In 1933, William R. Thompson published an article on a Bayesian model-based algorithm that would ultimately become known as Thompson sampling. This heuristic was largely ignored by the academic community until recently, when it became the subject of intense study, thanks in part to internet companies that successfully implemented it for online ad display.
Thompson sampling chooses actions for addressing the exploration-exploitation in the multiarmed bandit problem to maximize performance and continually learn, acquiring new information to improve future performance.
In a new study, “Online Network Revenue Management Using Thompson Sampling,” MIT Professor David Simchi-Levi and his team have now demonstrated that Thompson sampling can be used for a revenue management problem, where demand function is unknown.
Incorporating inventory constraints
A main challenge to adopting Thompson sampling for revenue management is that the original method does not incorporate inventory constraints. However, the authors show that Thompson sampling can be naturally combined with a classical linear program formulation to include inventory constraints.
The result is a dynamic pricing algorithm that incorporates domain knowledge and has strong theoretical performance guarantees as well as promising numerical performance results.
Interestingly, the authors demonstrate that Thompson sampling achieves poor performance when it does not take into account domain knowledge.

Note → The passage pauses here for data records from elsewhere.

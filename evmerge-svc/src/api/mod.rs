//! HTTP API handlers for evmerge-svc

pub mod health;
pub mod tasks;

pub use health::health_routes;
pub use tasks::task_routes;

Simchi-Levi says, “It is exciting to demonstrate that Thompson sampling can be adapted to combine a classical linear program formulation, to include inventory constraints, and to see that this method can be applied to general revenue management problems in the business-to-consumer and business-to-business environments.”
Industry application improves revenue
The proposed dynamic pricing algorithm is highly flexible and is applicable in a range of industries, from airlines and internet advertising all the way to online retailing.
The new study, which has just been accepted by the journal Operations Research, is part of a larger research project by Simchi-Levi that combines machine learning and stochastic optimization to improve revenue, margins, and market share.
Algorithms developed in this research stream have been implemented at companies such as Groupon, a daily market maker, Rue La La, a U.S. online flash sales retailer, B2W Digital, a large online retailer in Latin America, and at a large brewing company, where Simchi-Levi and his team optimized the company’s promotion and pricing in various retail channels.